That was also true 100 years ago
and I expect it to be true 100 years n the future. I'm not discouraged.
but regularly impresed and
encouraged by what people can do with electric vehicles in spite of the
problems and limitations
imposed by batteries"

And I am forced to disagree unless he is saying that lead acid is
synonomous with batteries. [or he is talking about physical size  ]

The biggest obstacle is public perception and government and industry
perception.

We probably have 100 electric vehicles at work. golf carts club carts,
and forklifts sporting hawkers. Totally acceptale. But everyone gets a
charge out of me driveing to work every day in my 300VZX.

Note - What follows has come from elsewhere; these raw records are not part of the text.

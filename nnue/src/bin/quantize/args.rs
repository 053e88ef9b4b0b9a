use std::path::PathBuf;

use clap::Parser;
use nnue::config::NetArgs;

#[derive(Parser, Debug, Clone)]
#[command(name = "Sparse NNUE Quantizer")]
#[command(author = "Jørgen Hanssen <jorgen@hanssen.io>")]
#[command(version = "0.1.0")]
pub struct Args {
    #[command(flatten)]
    pub net: NetArgs,

    /// Checkpoint (.safetensors) to export.
    #[arg(long)]
    pub checkpoint: PathBuf,

    /// Output file. Defaults to the checkpoint path with a .bin extension.
    #[arg(long)]
    pub output: Option<PathBuf>,
}
//! Quantized parameter blob for the inference runtime.
//!
//! The blob has no header and no length prefixes. Producer and runtime agree
//! on the layout out of band, all little-endian:
//!
//! 1. feature transformer weights, `i16 [input × hidden]`, one row per input feature
//! 2. feature transformer bias, `i16 [hidden]`
//! 3. value head weights, `f32 [hidden]`, first half then second half
//! 4. value head bias, `f32`
//! 5. policy head weights, `f32 [outputs × hidden]`, per row first half then second half
//! 6. policy head bias, `f32 [outputs]`
//!
//! The feature transformer is stored as `round(v · Q)`. The file is padded to
//! a multiple of the alignment with a repeating byte pattern.

mod reader;

pub use reader::QuantizedNetwork;

use std::path::Path;

use crate::config::NetConfig;
use crate::error::ExportError;

pub const DEFAULT_ALIGNMENT: usize = 64;
pub const DEFAULT_PAD_PATTERN: &[u8] = b"STARWAY";

/// Quantization and framing parameters shared with the runtime.
#[derive(Debug, Clone, PartialEq)]
pub struct ExportSpec {
    pub ft_q: i32,
    /// Largest feature transformer magnitude accepted for export.
    pub ft_max_weight: f32,
    pub alignment: usize,
    pub pad_pattern: Vec<u8>,
}

impl ExportSpec {
    pub fn from_config(config: &NetConfig) -> Self {
        Self {
            ft_q: config.ft_q,
            ft_max_weight: config.ft_max_weight,
            alignment: DEFAULT_ALIGNMENT,
            pad_pattern: DEFAULT_PAD_PATTERN.to_vec(),
        }
    }
}

/// Tensor sizes the runtime hard-codes.
#[derive(Debug, Clone, Copy, PartialEq, Eq)]
pub struct ExportShape {
    pub input_size: usize,
    pub hidden_size: usize,
    pub policy_outputs: usize,
}

impl ExportShape {
    pub fn from_config(config: &NetConfig) -> Self {
        Self {
            input_size: config.input_size(),
            hidden_size: config.hidden_size,
            policy_outputs: config.policy_output_size,
        }
    }

    /// Payload bytes before padding.
    pub fn payload_len(&self) -> usize {
        let ft = (self.input_size * self.hidden_size + self.hidden_size) * 2;
        let value = (self.hidden_size + 1) * 4;
        let policy = (self.policy_outputs * self.hidden_size + self.policy_outputs) * 4;
        ft + value + policy
    }
}

/// Full-precision parameters, flattened row-major in export order.
#[derive(Debug, Clone, PartialEq)]
pub struct NetworkParams {
    pub shape: ExportShape,
    pub ft_weight: Vec<f32>,
    pub ft_bias: Vec<f32>,
    pub value_weight: Vec<f32>,
    pub value_bias: Vec<f32>,
    pub policy_weight: Vec<f32>,
    pub policy_bias: Vec<f32>,
}

impl NetworkParams {
    fn check_shapes(&self) -> Result<(), ExportError> {
        let s = &self.shape;
        let expected = [
            ("ft.weight", self.ft_weight.len(), s.input_size * s.hidden_size),
            ("ft.bias", self.ft_bias.len(), s.hidden_size),
            ("value.weight", self.value_weight.len(), s.hidden_size),
            ("value.bias", self.value_bias.len(), 1),
            ("policy.weight", self.policy_weight.len(), s.policy_outputs * s.hidden_size),
            ("policy.bias", self.policy_bias.len(), s.policy_outputs),
        ];
        for (tensor, actual, expected) in expected {
            if actual != expected {
                return Err(ExportError::ShapeMismatch {
                    tensor,
                    expected,
                    actual,
                });
            }
        }
        Ok(())
    }
}

/// `round(v · q)` for every value, or the first value that is outside the
/// clamp bound or does not fit in `i16`.
pub fn quantize(
    tensor: &'static str,
    values: &[f32],
    q: i32,
    bound: f32,
) -> Result<Vec<i16>, ExportError> {
    values
        .iter()
        .enumerate()
        .map(|(index, &value)| {
            // NaN fails this comparison as well
            if !(value.abs() <= bound) {
                return Err(ExportError::OutOfRange {
                    tensor,
                    index,
                    value,
                    bound,
                });
            }
            let scaled = (value * q as f32).round();
            if scaled < i16::MIN as f32 || scaled > i16::MAX as f32 {
                return Err(ExportError::Overflow {
                    tensor,
                    index,
                    value,
                });
            }
            Ok(scaled as i16)
        })
        .collect()
}

pub fn dequantize(values: &[i16], q: i32) -> Vec<f32> {
    values.iter().map(|&v| v as f32 / q as f32).collect()
}

/// Bytes of padding needed to bring `len` to a multiple of `alignment`.
pub fn padding_len(len: usize, alignment: usize) -> usize {
    (alignment - len % alignment) % alignment
}

/// The `index`-th padding byte.
fn pad_byte(pattern: &[u8], index: usize) -> u8 {
    pattern[index % pattern.len()]
}

fn check_framing(spec: &ExportSpec) -> Result<(), ExportError> {
    if spec.pad_pattern.is_empty() {
        return Err(ExportError::EmptyPattern);
    }
    if spec.alignment == 0 {
        return Err(ExportError::ZeroAlignment);
    }
    Ok(())
}

/// Builds the complete blob. Every value is validated before any byte is
/// produced, so an error never leaves a partial export behind.
pub fn export_bytes(params: &NetworkParams, spec: &ExportSpec) -> Result<Vec<u8>, ExportError> {
    check_framing(spec)?;
    params.check_shapes()?;

    let ft_weight = quantize("ft.weight", &params.ft_weight, spec.ft_q, spec.ft_max_weight)?;
    let ft_bias = quantize("ft.bias", &params.ft_bias, spec.ft_q, spec.ft_max_weight)?;

    let payload = params.shape.payload_len();
    let mut out = Vec::with_capacity(payload + spec.alignment);

    for v in ft_weight.iter().chain(&ft_bias) {
        out.extend_from_slice(&v.to_le_bytes());
    }

    let dense = [
        &params.value_weight,
        &params.value_bias,
        &params.policy_weight,
        &params.policy_bias,
    ];
    for v in dense.into_iter().flatten() {
        out.extend_from_slice(&v.to_le_bytes());
    }
    debug_assert_eq!(out.len(), payload);

    let padding = padding_len(out.len(), spec.alignment);
    out.extend((0..padding).map(|i| pad_byte(&spec.pad_pattern, i)));

    Ok(out)
}

/// Writes the blob to `path` and returns its size in bytes.
pub fn write_quantized(
    path: &Path,
    params: &NetworkParams,
    spec: &ExportSpec,
) -> Result<usize, ExportError> {
    let bytes = export_bytes(params, spec)?;
    std::fs::write(path, &bytes)?;
    log::info!("Exported {} bytes to {:?}", bytes.len(), path);
    Ok(bytes.len())
}
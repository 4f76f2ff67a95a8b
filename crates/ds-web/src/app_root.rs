use dioxus::prelude::*;

use crate::app::{
    auth::use_session_provider, bootstrap::use_bootstrap, config::AppConfig, context::use_app_context_provider, routes::AppRouter,
    window::use_window_metrics_provider,
};

/// Root shell: creates the store, the session and the bootstrap cycle, then
/// hands over to the router.
#[component]
pub fn AppRoot() -> Element {
    let config = use_context_provider(AppConfig::from_build_env);
    let session = use_session_provider(&config.sso);
    let app = use_app_context_provider();
    use_window_metrics_provider();
    use_bootstrap(app, session, &config);

    rsx! {
        document::Stylesheet { href: "/assets/tailwind.css" }
        AppRouter {}
    }
}
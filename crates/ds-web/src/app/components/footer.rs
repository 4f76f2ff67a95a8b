use dioxus::prelude::*;

use crate::app::logging::{get_log_level, parse_level, set_log_level};

const LEVELS: [&str; 6] = ["off", "error", "warn", "info", "debug", "trace"];

#[component]
pub fn Footer() -> Element {
    let mut level = use_signal(|| get_log_level().to_string().to_ascii_lowercase());

    rsx! {
        footer { class: "footer footer-center text-base-content p-4",
            aside {
                p { "Template application please replace with your own" }
            }
            label { class: "flex items-center gap-2 text-xs opacity-70",
                "Console log level"
                select {
                    class: "select select-xs select-ghost",
                    value: "{level}",
                    onchange: move |evt| {
                        let selected = parse_level(Some(&evt.value()));
                        set_log_level(selected);
                        level.set(selected.to_string().to_ascii_lowercase());
                    },
                    for name in LEVELS {
                        option { key: "{name}", value: name, selected: level() == name, "{name}" }
                    }
                }
            }
        }
    }
}
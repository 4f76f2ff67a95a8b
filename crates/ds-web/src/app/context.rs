//! The application state store as a component context.

use dioxus::prelude::*;
use ds_types::{
    DataContract, DataPatch, PageContract, PagePatch, StateSink, UserContract, UserPatch,
};
use tracing::trace;

use crate::app::config::AppConfig;

/// Reactive store: one signal per slice, so a page update does not re-render
/// components that only read `user`.
#[derive(Clone, Copy)]
pub struct AppContext {
    user: Signal<UserContract>,
    data: Signal<DataContract>,
    page: Signal<PageContract>,
}

impl AppContext {
    pub fn user(&self) -> Signal<UserContract> {
        self.user
    }

    pub fn data(&self) -> Signal<DataContract> {
        self.data
    }

    pub fn page(&self) -> Signal<PageContract> {
        self.page
    }
}

impl StateSink for AppContext {
    fn update_user(&self, patch: UserPatch) {
        trace!(?patch, "update user");
        let mut user = self.user;
        patch.apply(&mut user.write());
    }

    fn update_data(&self, patch: DataPatch) {
        trace!(?patch, "update data");
        let mut data = self.data;
        patch.apply(&mut data.write());
    }

    fn update_page(&self, patch: PagePatch) {
        trace!(?patch, "update page");
        let mut page = self.page;
        patch.apply(&mut page.write());
    }
}

/// Create the store with its defaults and provide it to the tree below.
pub fn use_app_context_provider() -> AppContext {
    let user = use_signal(UserContract::default);
    let data = use_signal(DataContract::default);
    let page = use_signal(PageContract::default);
    use_context_provider(|| AppContext { user, data, page })
}

pub fn use_app_context() -> AppContext {
    use_context::<AppContext>()
}

pub fn use_app_config() -> AppConfig {
    use_context::<AppConfig>()
}
//! Session and version bootstrap.
//!
//! Every time the session snapshot changes one cycle runs: the session state
//! is mirrored into the page banner, a sign-in redirect is started when the
//! user is signed out, and once the session allows it the backend version is
//! fetched into the data slice.
//!
//! Cycles may overlap while a fetch is in flight. Each one is stamped from a
//! monotonic counter and a fetch completing after a newer cycle started is
//! dropped.

use std::{cell::Cell, rc::Rc};

use dioxus::prelude::*;
use ds_types::{
    DataPatch, ErrorMessage, PagePatch, StateSink,
    session::{BearerTokens, Navigator, SessionSnapshot, SessionView},
};
use futures::StreamExt;
use tracing::{debug, error, info, warn};

use crate::{
    app::{
        api::{HttpVersionSource, VersionSource},
        auth::{SessionAdapter, SessionContext},
        config::AppConfig,
        context::AppContext,
    },
    error::{AppError, ERROR_BANNER_TITLE},
};

const PLEASE_WAIT: &str = "Please wait...";

/// Where a cycle ended up.
#[derive(Clone, Copy, Debug, PartialEq, Eq)]
pub enum Phase {
    SilentAuthenticating,
    Loading,
    Error,
    Unauthenticated,
    /// Reached by [`evaluate`] only; a cycle moves on to fetching.
    Authenticated,
    /// Reached by [`evaluate`] only; a cycle waits for the fetch to finish.
    Fetching,
    Ready,
    FetchError,
    /// A newer cycle started before this one's fetch completed.
    Superseded,
}

/// What a cycle does for a given session state.
#[derive(Clone, Debug, PartialEq)]
pub enum Step {
    /// Apply the updates and stop.
    Halt {
        phase: Phase,
        data: Option<DataPatch>,
        page: PagePatch,
        redirect: bool,
    },
    /// Apply `page`, then fetch the version.
    Fetch {
        page: PagePatch,
        tokens: Option<BearerTokens>,
    },
}

impl Step {
    pub fn phase(&self) -> Phase {
        match self {
            Step::Halt { phase, .. } => *phase,
            Step::Fetch { .. } => Phase::Fetching,
        }
    }
}

fn waiting(title: &str) -> PagePatch {
    PagePatch::new().banner(ErrorMessage::new(title, PLEASE_WAIT))
}

/// Decide the cycle's step without touching the store or the network.
///
/// With SSO disabled the session is never consulted.
pub fn evaluate<V: SessionView + ?Sized>(sso_enabled: bool, session: &V) -> Step {
    if !sso_enabled {
        return Step::Fetch {
            page: PagePatch::new().clear_banner(),
            tokens: None,
        };
    }

    if session.active_navigator() == Some(Navigator::SigninSilent) {
        return Step::Halt {
            phase: Phase::SilentAuthenticating,
            data: None,
            page: waiting("Authenticating"),
            redirect: false,
        };
    }

    if session.is_loading() {
        return Step::Halt {
            phase: Phase::Loading,
            data: None,
            page: waiting("Loading"),
            redirect: false,
        };
    }

    if let Some(message) = session.error_message() {
        return Step::Halt {
            phase: Phase::Error,
            data: Some(DataPatch::new().clear_version()),
            page: PagePatch::new().banner(ErrorMessage::new(ERROR_BANNER_TITLE, message)),
            redirect: false,
        };
    }

    if !session.is_authenticated() {
        return Step::Halt {
            phase: Phase::Unauthenticated,
            data: Some(DataPatch::new().clear_version()),
            page: waiting("Authenticating"),
            redirect: true,
        };
    }

    match session.user().and_then(|user| user.bearer_tokens()) {
        Some(tokens) => Step::Fetch {
            page: PagePatch::new().clear_banner(),
            tokens: Some(tokens),
        },
        None => Step::Halt {
            phase: Phase::FetchError,
            data: None,
            page: PagePatch::new().banner(AppError::MissingTokens.banner()),
            redirect: false,
        },
    }
}

/// Runs bootstrap cycles against a store, a session adapter and a version
/// source.
pub struct Bootstrap<S, A, V> {
    sink: S,
    adapter: A,
    source: V,
    sso_enabled: bool,
    cycle: Cell<u64>,
    /// Set while the latest cycle left the session in the unauthenticated
    /// state with a redirect already issued.
    redirected: Cell<bool>,
}

impl<S, A, V> Bootstrap<S, A, V>
where
    S: StateSink,
    A: SessionAdapter,
    V: VersionSource,
{
    pub fn new(sink: S, adapter: A, source: V, sso_enabled: bool) -> Self {
        Self {
            sink,
            adapter,
            source,
            sso_enabled,
            cycle: Cell::new(0),
            redirected: Cell::new(false),
        }
    }

    fn is_current(&self, cycle: u64) -> bool {
        self.cycle.get() == cycle
    }

    /// Run one cycle for `session` and report where it ended.
    pub async fn run_cycle<T: SessionView + ?Sized>(&self, session: &T) -> Phase {
        let cycle = self.cycle.get() + 1;
        self.cycle.set(cycle);

        let step = evaluate(self.sso_enabled, session);
        debug!(cycle, phase = ?step.phase(), "bootstrap cycle");

        match step {
            Step::Halt {
                phase,
                data,
                page,
                redirect,
            } => {
                if let Some(data) = data {
                    self.sink.update_data(data);
                }
                self.sink.update_page(page);

                if !redirect {
                    self.redirected.set(false);
                } else if !self.redirected.replace(true) {
                    info!(cycle, "starting sign-in redirect");
                    if let Err(err) = self.adapter.signin_redirect().await {
                        error!(cycle, error = %err, "sign-in redirect failed");
                        if self.is_current(cycle) {
                            self.sink.update_page(PagePatch::new().banner(err.banner()));
                        }
                    }
                }
                phase
            }
            Step::Fetch { page, tokens } => {
                self.redirected.set(false);
                self.sink.update_page(page);

                let result = self.source.fetch_version(tokens.as_ref()).await;
                if !self.is_current(cycle) {
                    warn!(cycle, latest = self.cycle.get(), "dropping version reply from a superseded cycle");
                    return Phase::Superseded;
                }

                match result {
                    Ok(version) => {
                        info!(cycle, version = %version.version, "backend version loaded");
                        self.sink.update_data(DataPatch::new().version(version));
                        self.sink.update_page(PagePatch::new().clear_banner());
                        Phase::Ready
                    }
                    Err(err) => {
                        error!(cycle, error = %err, "failed to load backend version");
                        self.sink.update_page(PagePatch::new().banner(err.banner()));
                        Phase::FetchError
                    }
                }
            }
        }
    }
}

/// Run a bootstrap cycle for every session snapshot the provider publishes.
pub fn use_bootstrap(app: AppContext, session: SessionContext, config: &AppConfig) {
    let sso_enabled = config.sso.enabled;
    let api_path = config.api_path.clone();
    let adapter = session.adapter();

    let coordinator = use_coroutine(move |mut snapshots: UnboundedReceiver<SessionSnapshot>| {
        let adapter = Rc::clone(&adapter);
        let api_path = api_path.clone();
        async move {
            let source = match HttpVersionSource::for_page_origin(&api_path) {
                Ok(source) => source,
                Err(err) => {
                    error!(error = %err, "version client unavailable");
                    app.update_page(PagePatch::new().banner(err.banner()));
                    return;
                }
            };
            let bootstrap = Rc::new(Bootstrap::new(app, adapter, source, sso_enabled));

            while let Some(snapshot) = snapshots.next().await {
                let bootstrap = Rc::clone(&bootstrap);
                spawn(async move {
                    bootstrap.run_cycle(&snapshot).await;
                });
            }
        }
    });

    let snapshot = session.snapshot();
    use_effect(move || {
        coordinator.send(snapshot());
    });
}
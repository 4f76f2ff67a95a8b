//! What the identity adapter reports about the current browser session.

use serde::{Deserialize, Serialize};

/// Navigation the identity adapter is currently performing.
#[derive(Clone, Copy, Debug, PartialEq, Eq, Serialize, Deserialize)]
#[serde(rename_all = "camelCase")]
pub enum Navigator {
    SigninRedirect,
    SigninSilent,
    SigninPopup,
    SignoutRedirect,
    SignoutSilent,
    SignoutPopup,
}

/// Tokens held for the signed-in user; either may be missing.
#[derive(Clone, Debug, Default, PartialEq, Eq, Serialize, Deserialize)]
pub struct SessionUser {
    pub access_token: Option<String>,
    pub id_token: Option<String>,
    /// Unix seconds.
    pub expires_at: Option<i64>,
}

/// Both tokens, present and non-empty, ready to be sent to the backend.
#[derive(Clone, Debug, PartialEq, Eq)]
pub struct BearerTokens {
    pub access_token: String,
    pub id_token: String,
}

impl SessionUser {
    pub fn bearer_tokens(&self) -> Option<BearerTokens> {
        let access_token = self.access_token.as_deref().filter(|t| !t.is_empty())?;
        let id_token = self.id_token.as_deref().filter(|t| !t.is_empty())?;
        Some(BearerTokens {
            access_token: access_token.to_string(),
            id_token: id_token.to_string(),
        })
    }
}

/// Point-in-time view of the identity adapter.
///
/// A change of snapshot is what re-runs the bootstrap cycle.
#[derive(Clone, Debug, Default, PartialEq, Eq)]
pub struct SessionSnapshot {
    pub is_loading: bool,
    pub is_authenticated: bool,
    pub active_navigator: Option<Navigator>,
    pub error: Option<String>,
    pub user: Option<SessionUser>,
}

impl SessionSnapshot {
    pub fn loading() -> Self {
        Self {
            is_loading: true,
            ..Self::default()
        }
    }

    pub fn signed_out() -> Self {
        Self::default()
    }

    pub fn authenticated(user: SessionUser) -> Self {
        Self {
            is_authenticated: true,
            user: Some(user),
            ..Self::default()
        }
    }

    pub fn failed(message: impl Into<String>) -> Self {
        Self {
            error: Some(message.into()),
            ..Self::default()
        }
    }
}

/// Read access to the session fields the bootstrap cycle consults.
pub trait SessionView {
    fn is_loading(&self) -> bool;
    fn is_authenticated(&self) -> bool;
    fn active_navigator(&self) -> Option<Navigator>;
    fn error_message(&self) -> Option<&str>;
    fn user(&self) -> Option<&SessionUser>;
}

impl SessionView for SessionSnapshot {
    fn is_loading(&self) -> bool {
        self.is_loading
    }

    fn is_authenticated(&self) -> bool {
        self.is_authenticated
    }

    fn active_navigator(&self) -> Option<Navigator> {
        self.active_navigator
    }

    fn error_message(&self) -> Option<&str> {
        self.error.as_deref()
    }

    fn user(&self) -> Option<&SessionUser> {
        self.user.as_ref()
    }
}
use dioxus::prelude::*;

use crate::{
    app::{
        auth::use_session,
        components::back_to_top::BACK_TO_TOP_ANCHOR,
        context::use_app_config,
        utils::grants_access,
        window::CONTAINER_ID,
    },
    components::{BackToTop, ErrorBanner, Footer, NavBar},
};

/// Page frame. With SSO enabled and no session only the banner and the
/// footer are rendered.
#[component]
pub fn Layout(children: Element) -> Element {
    let config = use_app_config();
    let session = use_session();
    let show_body = grants_access(config.sso.enabled, session.is_authenticated());

    rsx! {
        div {
            class: "ds-layout min-h-screen flex flex-col",
            div { id: BACK_TO_TOP_ANCHOR }
            if show_body {
                header {
                    NavBar {}
                }
            }
            main {
                id: CONTAINER_ID,
                class: "ds-main container mx-auto flex-grow p-4",
                ErrorBanner {}
                if show_body {
                    {children}
                }
            }
            Footer {}
            if show_body {
                BackToTop {}
            }
        }
    }
}
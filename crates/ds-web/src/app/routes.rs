use dioxus::prelude::*;

use crate::pages::{DashboardPage, NotFoundPage};

#[component]
pub fn AppRouter() -> Element {
    rsx! {
        Router::<Routes> {}
    }
}

#[derive(Clone, Routable, PartialEq, Debug)]
pub enum Routes {
    #[route("/")]
    DashboardPage {},
    #[route("/:..route")]
    NotFoundPage { route: Vec<String> },
}
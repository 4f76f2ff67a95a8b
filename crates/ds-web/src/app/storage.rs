use serde::{Serialize, de::DeserializeOwned};
use tracing::warn;

use crate::error::AppError;

/// Which browser store backs a `BrowserStorage`
#[derive(Debug, Clone, Copy, PartialEq, Eq)]
pub enum StorageType {
    /// localStorage, survives the tab
    Local,
    /// sessionStorage, dropped with the tab
    Session,
}

/// Thin wrapper over the Web Storage API.
///
/// Outside the browser every read misses and every write succeeds without
/// storing anything.
#[derive(Debug, Clone, Copy)]
pub struct BrowserStorage {
    storage_type: StorageType,
}

impl BrowserStorage {
    pub fn new(storage_type: StorageType) -> Self {
        Self { storage_type }
    }

    #[cfg(feature = "web")]
    fn backend(&self) -> Result<web_sys::Storage, AppError> {
        let window = web_sys::window().ok_or_else(|| AppError::storage("window not available"))?;
        let storage = match self.storage_type {
            StorageType::Local => window.local_storage(),
            StorageType::Session => window.session_storage(),
        };
        storage
            .map_err(|e| AppError::storage(format!("{e:?}")))?
            .ok_or_else(|| AppError::storage("storage not available"))
    }

    pub fn get(&self, key: &str) -> Option<String> {
        #[cfg(feature = "web")]
        {
            let storage = self.backend().ok()?;
            match storage.get_item(key) {
                Ok(value) => value,
                Err(e) => {
                    warn!(key, error = ?e, "failed to read from browser storage");
                    None
                }
            }
        }
        #[cfg(not(feature = "web"))]
        {
            let _ = (key, self.storage_type);
            None
        }
    }

    pub fn set(&self, key: &str, value: &str) -> Result<(), AppError> {
        #[cfg(feature = "web")]
        {
            self.backend()?
                .set_item(key, value)
                .map_err(|e| AppError::storage(format!("failed to write '{key}': {e:?}")))
        }
        #[cfg(not(feature = "web"))]
        {
            let _ = (key, value);
            Ok(())
        }
    }

    pub fn remove(&self, key: &str) -> Result<(), AppError> {
        #[cfg(feature = "web")]
        {
            self.backend()?
                .remove_item(key)
                .map_err(|e| AppError::storage(format!("failed to remove '{key}': {e:?}")))
        }
        #[cfg(not(feature = "web"))]
        {
            let _ = key;
            Ok(())
        }
    }

    /// Read and decode a JSON value. Undecodable entries are treated as absent.
    pub fn get_json<T: DeserializeOwned>(&self, key: &str) -> Option<T> {
        let raw = self.get(key)?;
        match serde_json::from_str(&raw) {
            Ok(value) => Some(value),
            Err(e) => {
                warn!(key, error = %e, "discarding undecodable storage entry");
                None
            }
        }
    }

    pub fn set_json<T: Serialize>(&self, key: &str, value: &T) -> Result<(), AppError> {
        let raw = serde_json::to_string(value)?;
        self.set(key, &raw)
    }
}
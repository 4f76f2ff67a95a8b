use std::rc::Rc;

use dioxus::prelude::*;
use ds_types::session::SessionSnapshot;
use tracing::debug;

use super::adapter::{BrowserSession, SessionAdapter};
use crate::app::config::SsoConfig;

/// Session adapter plus the snapshot it last published.
#[derive(Clone)]
pub struct SessionContext {
    snapshot: Signal<SessionSnapshot>,
    adapter: Rc<BrowserSession>,
}

impl SessionContext {
    pub fn snapshot(&self) -> Signal<SessionSnapshot> {
        self.snapshot
    }

    pub fn adapter(&self) -> Rc<BrowserSession> {
        Rc::clone(&self.adapter)
    }

    /// Subscribes the caller to session changes.
    pub fn is_authenticated(&self) -> bool {
        self.snapshot.read().is_authenticated
    }
}

/// Create the session adapter and start restoring the session.
///
/// The adapter's initial snapshot is published first; the restored one
/// replaces it after mount, and only if it differs.
pub fn use_session_provider(sso: &SsoConfig) -> SessionContext {
    let adapter = use_hook(|| Rc::new(BrowserSession::from_config(sso)));
    let mut snapshot = use_signal(|| adapter.initial_snapshot());

    let restorer = Rc::clone(&adapter);
    use_hook(move || {
        spawn(async move {
            let restored = restorer.restore().await;
            debug!(authenticated = restored.is_authenticated, "session restored");
            if *snapshot.peek() != restored {
                snapshot.set(restored);
            }
        });
    });

    use_context_provider(|| SessionContext { snapshot, adapter })
}

pub fn use_session() -> SessionContext {
    use_context::<SessionContext>()
}
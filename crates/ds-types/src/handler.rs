use std::{fmt, rc::Rc};

/// Caller-supplied callback stored inside a state slice.
///
/// Clones share the same closure, and two handlers compare equal only when they
/// are clones of one another.
pub struct Handler<R = ()>(Rc<dyn Fn() -> R>);

impl<R> Handler<R> {
    pub fn new(f: impl Fn() -> R + 'static) -> Self {
        Self(Rc::new(f))
    }

    pub fn call(&self) -> R {
        (self.0)()
    }
}

impl<R> Clone for Handler<R> {
    fn clone(&self) -> Self {
        Self(Rc::clone(&self.0))
    }
}

impl<R> PartialEq for Handler<R> {
    fn eq(&self, other: &Self) -> bool {
        Rc::ptr_eq(&self.0, &other.0)
    }
}

impl<R> fmt::Debug for Handler<R> {
    fn fmt(&self, f: &mut fmt::Formatter<'_>) -> fmt::Result {
        f.write_str("Handler(..)")
    }
}

#[cfg(test)]
mod tests {
    use std::cell::Cell;

    use super::*;

    #[test]
    fn test_clones_share_identity() {
        let hits = Rc::new(Cell::new(0));
        let counter = Rc::clone(&hits);
        let handler = Handler::new(move || counter.set(counter.get() + 1));
        let copy = handler.clone();

        handler.call();
        copy.call();

        assert_eq!(hits.get(), 2);
        assert_eq!(handler, copy);
        assert_ne!(handler, Handler::new(|| ()));
    }
}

The rav4, and the EV1 proved viability even with nimh. The reason that
died was the nimh was tied up in exclusive contracts, as we are in
danger of A123 cells becomeing. We are lucky that other countries don't
have this problem and should force the auto makers and our governments
hands.

The fallacy that everything must be done or it is of no use is also a
killer. If just 30% of the cars in daily use were electric, it would
help the economy like you wouldn't believe. Not going to get political
here, it is just a numbers game. We have the excess capacity at night to
charge them, That is enough to end dependence on foriegn oil, The smog
levels in valley cities would drop dramatically and more petroleum would
be available for other transportation needs keeping it's cost and the
cost of plastics down.

I say we need to look at it as using the right tool for the right job.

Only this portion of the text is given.